To do:
Exactly as written, copy the lines that run from the start of the data below to the line containing "handler is installed.", both ends included.
***
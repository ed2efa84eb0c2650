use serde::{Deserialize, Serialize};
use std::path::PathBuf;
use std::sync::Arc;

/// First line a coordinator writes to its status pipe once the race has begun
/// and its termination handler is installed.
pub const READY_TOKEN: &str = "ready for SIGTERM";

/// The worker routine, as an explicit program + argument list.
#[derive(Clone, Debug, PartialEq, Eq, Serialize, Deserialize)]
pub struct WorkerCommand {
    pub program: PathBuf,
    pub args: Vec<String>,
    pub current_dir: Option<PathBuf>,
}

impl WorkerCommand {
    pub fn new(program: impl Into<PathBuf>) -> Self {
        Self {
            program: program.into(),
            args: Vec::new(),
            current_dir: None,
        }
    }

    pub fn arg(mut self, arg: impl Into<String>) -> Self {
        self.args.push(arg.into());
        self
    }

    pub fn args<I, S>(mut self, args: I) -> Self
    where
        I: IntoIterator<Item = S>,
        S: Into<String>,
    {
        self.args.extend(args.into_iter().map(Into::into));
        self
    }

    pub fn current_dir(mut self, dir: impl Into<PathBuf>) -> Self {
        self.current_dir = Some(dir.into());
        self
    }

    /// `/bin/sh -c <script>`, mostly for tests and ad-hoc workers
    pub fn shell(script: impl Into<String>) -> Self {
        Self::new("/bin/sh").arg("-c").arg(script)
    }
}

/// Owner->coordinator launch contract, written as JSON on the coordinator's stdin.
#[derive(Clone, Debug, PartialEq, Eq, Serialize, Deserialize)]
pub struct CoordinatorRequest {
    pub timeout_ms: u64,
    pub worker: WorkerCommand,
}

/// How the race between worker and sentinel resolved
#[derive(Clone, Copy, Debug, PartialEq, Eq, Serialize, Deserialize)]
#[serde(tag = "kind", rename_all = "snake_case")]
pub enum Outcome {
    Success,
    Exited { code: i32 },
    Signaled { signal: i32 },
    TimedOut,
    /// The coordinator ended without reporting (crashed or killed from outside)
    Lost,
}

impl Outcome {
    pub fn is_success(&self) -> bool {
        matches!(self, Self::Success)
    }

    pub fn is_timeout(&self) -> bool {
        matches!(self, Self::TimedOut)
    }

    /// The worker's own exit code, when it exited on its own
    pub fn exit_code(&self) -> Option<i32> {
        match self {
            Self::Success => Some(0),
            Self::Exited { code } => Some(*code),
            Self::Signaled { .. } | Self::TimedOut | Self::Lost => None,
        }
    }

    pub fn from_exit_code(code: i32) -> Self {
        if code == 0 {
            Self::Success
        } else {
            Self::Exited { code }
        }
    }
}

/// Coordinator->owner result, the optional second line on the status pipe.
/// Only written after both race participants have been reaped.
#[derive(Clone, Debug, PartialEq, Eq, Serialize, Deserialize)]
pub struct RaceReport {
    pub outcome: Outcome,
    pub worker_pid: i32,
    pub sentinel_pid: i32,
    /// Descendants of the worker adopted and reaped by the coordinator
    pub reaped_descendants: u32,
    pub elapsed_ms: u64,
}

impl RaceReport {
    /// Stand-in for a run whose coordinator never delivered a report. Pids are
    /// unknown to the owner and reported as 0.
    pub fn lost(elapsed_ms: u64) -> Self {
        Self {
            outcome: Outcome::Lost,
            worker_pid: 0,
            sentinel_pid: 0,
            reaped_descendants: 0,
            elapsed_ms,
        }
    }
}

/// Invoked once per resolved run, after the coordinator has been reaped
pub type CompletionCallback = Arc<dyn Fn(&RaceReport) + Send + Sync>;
***
Written answer:
repository ed2efa84eb0c2650
use serde::{Deserialize, Serialize};
use std::path::PathBuf;
use std::sync::Arc;

/// First line a coordinator writes to its status pipe once the race has begun
/// and its termination handler is installed.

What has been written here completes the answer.